Problem to work on:
Scan the data beneath this task and copy each line that includes "impl".

━━━━━ Exercise input

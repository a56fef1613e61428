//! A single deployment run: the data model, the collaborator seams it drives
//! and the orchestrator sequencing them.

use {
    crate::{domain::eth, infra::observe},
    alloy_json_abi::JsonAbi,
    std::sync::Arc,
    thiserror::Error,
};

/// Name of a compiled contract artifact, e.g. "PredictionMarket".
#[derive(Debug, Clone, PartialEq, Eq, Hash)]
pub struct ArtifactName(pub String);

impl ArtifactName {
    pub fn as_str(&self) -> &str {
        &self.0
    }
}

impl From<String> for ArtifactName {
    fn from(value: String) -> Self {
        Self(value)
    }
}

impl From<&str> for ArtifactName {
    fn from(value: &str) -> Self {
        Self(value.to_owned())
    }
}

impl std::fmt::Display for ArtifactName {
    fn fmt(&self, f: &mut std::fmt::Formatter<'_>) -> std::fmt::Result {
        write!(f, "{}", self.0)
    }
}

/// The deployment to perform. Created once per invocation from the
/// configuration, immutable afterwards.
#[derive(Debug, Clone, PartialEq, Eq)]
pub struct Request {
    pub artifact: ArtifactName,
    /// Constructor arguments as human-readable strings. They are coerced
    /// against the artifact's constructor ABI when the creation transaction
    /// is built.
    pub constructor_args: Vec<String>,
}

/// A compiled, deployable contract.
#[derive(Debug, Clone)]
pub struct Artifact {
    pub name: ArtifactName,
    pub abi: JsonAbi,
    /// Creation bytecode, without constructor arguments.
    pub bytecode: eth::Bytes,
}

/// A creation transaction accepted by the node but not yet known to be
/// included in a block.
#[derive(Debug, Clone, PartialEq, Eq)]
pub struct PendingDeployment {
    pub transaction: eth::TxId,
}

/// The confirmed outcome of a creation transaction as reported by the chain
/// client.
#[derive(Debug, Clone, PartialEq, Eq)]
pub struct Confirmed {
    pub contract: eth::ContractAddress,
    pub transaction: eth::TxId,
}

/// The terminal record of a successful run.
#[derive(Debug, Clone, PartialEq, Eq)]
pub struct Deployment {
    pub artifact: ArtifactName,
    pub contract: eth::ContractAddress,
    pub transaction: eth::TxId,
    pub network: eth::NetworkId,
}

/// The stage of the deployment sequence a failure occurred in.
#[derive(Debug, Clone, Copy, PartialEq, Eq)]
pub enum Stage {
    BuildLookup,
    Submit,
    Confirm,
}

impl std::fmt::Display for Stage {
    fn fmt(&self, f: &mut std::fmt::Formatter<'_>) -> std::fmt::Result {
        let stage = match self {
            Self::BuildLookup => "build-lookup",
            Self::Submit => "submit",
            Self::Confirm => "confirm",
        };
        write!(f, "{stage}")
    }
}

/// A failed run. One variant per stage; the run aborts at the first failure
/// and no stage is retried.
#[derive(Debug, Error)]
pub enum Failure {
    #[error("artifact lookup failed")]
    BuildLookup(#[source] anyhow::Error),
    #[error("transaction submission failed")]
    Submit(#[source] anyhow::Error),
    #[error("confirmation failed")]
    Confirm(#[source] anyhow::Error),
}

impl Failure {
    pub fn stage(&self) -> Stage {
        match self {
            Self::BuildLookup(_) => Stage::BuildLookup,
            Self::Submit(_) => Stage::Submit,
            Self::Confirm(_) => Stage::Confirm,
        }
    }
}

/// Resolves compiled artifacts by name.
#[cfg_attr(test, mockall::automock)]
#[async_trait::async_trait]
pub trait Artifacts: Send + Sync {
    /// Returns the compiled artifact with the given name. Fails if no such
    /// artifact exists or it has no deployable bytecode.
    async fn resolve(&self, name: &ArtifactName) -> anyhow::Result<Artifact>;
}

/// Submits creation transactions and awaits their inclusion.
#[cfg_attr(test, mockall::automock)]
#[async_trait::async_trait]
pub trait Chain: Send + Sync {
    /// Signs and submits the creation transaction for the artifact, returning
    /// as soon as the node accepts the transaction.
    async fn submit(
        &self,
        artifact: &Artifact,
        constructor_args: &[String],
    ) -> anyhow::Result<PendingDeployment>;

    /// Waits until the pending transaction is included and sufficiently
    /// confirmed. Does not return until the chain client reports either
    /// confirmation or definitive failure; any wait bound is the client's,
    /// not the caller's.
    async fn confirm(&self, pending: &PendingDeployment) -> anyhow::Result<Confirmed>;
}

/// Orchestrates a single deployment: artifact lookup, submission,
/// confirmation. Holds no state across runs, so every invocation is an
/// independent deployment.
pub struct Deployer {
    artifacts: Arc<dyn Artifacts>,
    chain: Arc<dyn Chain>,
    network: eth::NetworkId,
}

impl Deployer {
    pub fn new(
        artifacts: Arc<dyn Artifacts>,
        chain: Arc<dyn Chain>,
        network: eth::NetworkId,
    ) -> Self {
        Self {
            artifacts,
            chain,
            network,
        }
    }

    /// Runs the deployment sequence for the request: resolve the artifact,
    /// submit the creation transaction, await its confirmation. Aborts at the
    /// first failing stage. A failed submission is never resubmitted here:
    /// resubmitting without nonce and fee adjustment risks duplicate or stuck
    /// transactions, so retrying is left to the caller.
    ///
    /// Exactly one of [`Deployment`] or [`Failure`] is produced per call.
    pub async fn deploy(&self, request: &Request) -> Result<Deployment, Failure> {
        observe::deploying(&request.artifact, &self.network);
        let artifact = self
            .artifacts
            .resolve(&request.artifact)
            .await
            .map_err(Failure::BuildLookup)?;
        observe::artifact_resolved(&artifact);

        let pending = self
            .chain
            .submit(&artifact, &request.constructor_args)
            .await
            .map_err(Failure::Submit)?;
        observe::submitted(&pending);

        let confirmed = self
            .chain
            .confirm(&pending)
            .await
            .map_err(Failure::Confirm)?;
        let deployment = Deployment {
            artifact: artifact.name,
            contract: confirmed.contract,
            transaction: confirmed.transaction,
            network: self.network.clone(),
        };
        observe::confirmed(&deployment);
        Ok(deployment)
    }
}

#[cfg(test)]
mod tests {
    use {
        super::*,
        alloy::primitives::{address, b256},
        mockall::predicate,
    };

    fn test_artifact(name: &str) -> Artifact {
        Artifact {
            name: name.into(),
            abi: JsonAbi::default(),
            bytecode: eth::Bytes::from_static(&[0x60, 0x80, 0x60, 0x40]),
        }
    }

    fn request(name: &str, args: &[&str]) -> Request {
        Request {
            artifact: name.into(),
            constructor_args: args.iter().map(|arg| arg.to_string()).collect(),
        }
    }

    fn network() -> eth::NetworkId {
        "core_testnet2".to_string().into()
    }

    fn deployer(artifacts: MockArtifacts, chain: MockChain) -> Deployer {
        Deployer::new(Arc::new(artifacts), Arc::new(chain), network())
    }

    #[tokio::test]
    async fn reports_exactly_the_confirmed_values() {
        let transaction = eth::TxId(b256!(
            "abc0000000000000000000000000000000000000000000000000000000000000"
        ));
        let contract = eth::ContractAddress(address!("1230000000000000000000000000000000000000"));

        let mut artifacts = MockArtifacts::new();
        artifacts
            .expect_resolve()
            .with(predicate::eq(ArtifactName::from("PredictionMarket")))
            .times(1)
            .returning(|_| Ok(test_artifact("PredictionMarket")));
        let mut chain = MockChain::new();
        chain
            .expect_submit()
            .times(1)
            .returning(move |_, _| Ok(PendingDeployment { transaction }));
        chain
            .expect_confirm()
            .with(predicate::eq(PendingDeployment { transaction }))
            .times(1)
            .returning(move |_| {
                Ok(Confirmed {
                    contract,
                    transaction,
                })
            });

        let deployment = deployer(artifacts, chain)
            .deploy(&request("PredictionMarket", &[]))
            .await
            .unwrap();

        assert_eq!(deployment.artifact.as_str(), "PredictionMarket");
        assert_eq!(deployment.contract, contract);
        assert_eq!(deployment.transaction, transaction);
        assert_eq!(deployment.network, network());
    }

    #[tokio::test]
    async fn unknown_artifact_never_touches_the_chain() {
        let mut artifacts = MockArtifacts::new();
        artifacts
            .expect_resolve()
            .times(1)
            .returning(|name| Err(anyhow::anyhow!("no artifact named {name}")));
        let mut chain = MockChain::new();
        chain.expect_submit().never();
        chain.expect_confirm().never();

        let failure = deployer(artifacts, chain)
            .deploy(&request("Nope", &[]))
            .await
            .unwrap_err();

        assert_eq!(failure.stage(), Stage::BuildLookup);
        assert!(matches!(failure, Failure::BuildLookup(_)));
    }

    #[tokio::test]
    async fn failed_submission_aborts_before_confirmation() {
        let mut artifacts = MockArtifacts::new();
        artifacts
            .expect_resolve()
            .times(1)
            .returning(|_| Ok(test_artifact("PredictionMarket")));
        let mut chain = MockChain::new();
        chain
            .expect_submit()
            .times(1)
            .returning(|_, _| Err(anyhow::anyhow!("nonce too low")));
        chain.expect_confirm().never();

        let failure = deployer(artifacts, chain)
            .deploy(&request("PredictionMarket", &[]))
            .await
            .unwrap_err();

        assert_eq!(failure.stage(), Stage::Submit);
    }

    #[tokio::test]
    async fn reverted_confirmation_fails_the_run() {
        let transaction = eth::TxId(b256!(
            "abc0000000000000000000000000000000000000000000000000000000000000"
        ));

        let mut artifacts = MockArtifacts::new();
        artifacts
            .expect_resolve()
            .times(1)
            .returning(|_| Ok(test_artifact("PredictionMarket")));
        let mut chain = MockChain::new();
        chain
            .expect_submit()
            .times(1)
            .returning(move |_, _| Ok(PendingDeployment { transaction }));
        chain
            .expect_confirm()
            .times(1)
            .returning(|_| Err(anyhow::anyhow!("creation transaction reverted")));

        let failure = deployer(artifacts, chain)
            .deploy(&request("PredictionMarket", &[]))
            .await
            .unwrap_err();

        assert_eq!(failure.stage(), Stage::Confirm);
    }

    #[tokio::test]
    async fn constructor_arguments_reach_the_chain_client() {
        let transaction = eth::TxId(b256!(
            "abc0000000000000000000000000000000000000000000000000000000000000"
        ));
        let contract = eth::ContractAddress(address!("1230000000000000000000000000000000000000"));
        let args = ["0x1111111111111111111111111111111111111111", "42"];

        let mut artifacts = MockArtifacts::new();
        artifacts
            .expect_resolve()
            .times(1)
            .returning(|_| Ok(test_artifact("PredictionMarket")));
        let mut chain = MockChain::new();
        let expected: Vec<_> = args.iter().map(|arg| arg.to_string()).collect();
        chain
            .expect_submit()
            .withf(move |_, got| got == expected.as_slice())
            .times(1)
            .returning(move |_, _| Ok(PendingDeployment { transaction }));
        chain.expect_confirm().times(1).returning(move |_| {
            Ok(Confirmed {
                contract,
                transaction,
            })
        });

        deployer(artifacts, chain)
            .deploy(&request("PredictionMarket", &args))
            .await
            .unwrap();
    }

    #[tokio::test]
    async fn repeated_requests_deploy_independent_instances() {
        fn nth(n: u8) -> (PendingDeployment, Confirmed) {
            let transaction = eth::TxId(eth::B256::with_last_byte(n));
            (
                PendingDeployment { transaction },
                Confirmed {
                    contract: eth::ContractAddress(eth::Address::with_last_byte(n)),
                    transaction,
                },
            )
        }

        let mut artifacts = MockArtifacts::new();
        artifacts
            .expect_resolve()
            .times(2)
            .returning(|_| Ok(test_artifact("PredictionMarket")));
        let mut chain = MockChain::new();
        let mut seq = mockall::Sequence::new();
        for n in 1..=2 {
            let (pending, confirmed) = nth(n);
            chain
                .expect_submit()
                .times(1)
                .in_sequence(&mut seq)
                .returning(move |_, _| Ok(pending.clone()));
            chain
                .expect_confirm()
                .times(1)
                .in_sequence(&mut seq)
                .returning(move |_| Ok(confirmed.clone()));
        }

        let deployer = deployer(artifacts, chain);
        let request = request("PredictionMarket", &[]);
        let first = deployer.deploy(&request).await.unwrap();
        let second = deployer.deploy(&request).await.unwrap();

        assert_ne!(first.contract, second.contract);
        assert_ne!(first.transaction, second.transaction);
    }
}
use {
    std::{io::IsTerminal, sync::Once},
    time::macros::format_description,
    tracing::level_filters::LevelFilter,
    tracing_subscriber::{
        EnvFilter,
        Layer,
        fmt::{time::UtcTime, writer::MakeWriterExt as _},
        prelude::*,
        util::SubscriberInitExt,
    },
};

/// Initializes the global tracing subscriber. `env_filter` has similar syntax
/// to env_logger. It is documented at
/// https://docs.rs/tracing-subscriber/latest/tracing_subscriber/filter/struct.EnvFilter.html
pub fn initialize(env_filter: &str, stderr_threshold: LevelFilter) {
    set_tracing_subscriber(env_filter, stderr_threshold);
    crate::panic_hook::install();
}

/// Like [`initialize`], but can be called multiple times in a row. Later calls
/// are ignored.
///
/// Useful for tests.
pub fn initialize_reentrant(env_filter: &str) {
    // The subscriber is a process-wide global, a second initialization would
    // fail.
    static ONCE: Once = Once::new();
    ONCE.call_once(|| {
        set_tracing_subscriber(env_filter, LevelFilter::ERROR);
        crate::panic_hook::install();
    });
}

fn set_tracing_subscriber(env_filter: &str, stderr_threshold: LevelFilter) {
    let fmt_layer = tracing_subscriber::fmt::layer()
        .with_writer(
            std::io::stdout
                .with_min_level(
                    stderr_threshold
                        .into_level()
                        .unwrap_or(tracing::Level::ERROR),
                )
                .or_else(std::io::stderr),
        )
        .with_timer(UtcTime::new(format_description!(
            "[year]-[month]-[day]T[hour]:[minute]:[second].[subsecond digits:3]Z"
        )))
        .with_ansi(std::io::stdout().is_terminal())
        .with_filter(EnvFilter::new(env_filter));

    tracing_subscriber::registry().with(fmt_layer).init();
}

━━━━━━━━━━

Response area:
impl ArtifactName {
impl From<String> for ArtifactName {
impl From<&str> for ArtifactName {
impl std::fmt::Display for ArtifactName {
impl std::fmt::Display for Stage {
impl Failure {
impl Deployer {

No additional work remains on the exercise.